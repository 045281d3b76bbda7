//! Logging initialization

use tracing_subscriber::EnvFilter;

/// Initialize tracing with standard configuration
///
/// `RUST_LOG` wins over `default_level` when set. Safe to call twice; the
/// second call is a no-op.
pub fn init_tracing(default_level: &str) {
    let filter =
        EnvFilter::try_from_default_env().unwrap_or_else(|_| EnvFilter::new(default_level));

    let _ = tracing_subscriber::fmt()
        .with_env_filter(filter)
        .with_target(false)
        .with_thread_ids(false)
        .with_line_number(false)
        .try_init();
}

TASK BRIEF: Each line of the records above must be copied exactly.

WORKED SOLUTION:
repository 045281d3b76bbda7
//! Logging initialization

use tracing_subscriber::EnvFilter;

/// Initialize tracing with standard configuration
///
/// `RUST_LOG` wins over `default_level` when set. Safe to call twice; the
/// second call is a no-op.
pub fn init_tracing(default_level: &str) {
    let filter =
        EnvFilter::try_from_default_env().unwrap_or_else(|_| EnvFilter::new(default_level));

    let _ = tracing_subscriber::fmt()
        .with_env_filter(filter)
        .with_target(false)
        .with_thread_ids(false)
        .with_line_number(false)
        .try_init();
}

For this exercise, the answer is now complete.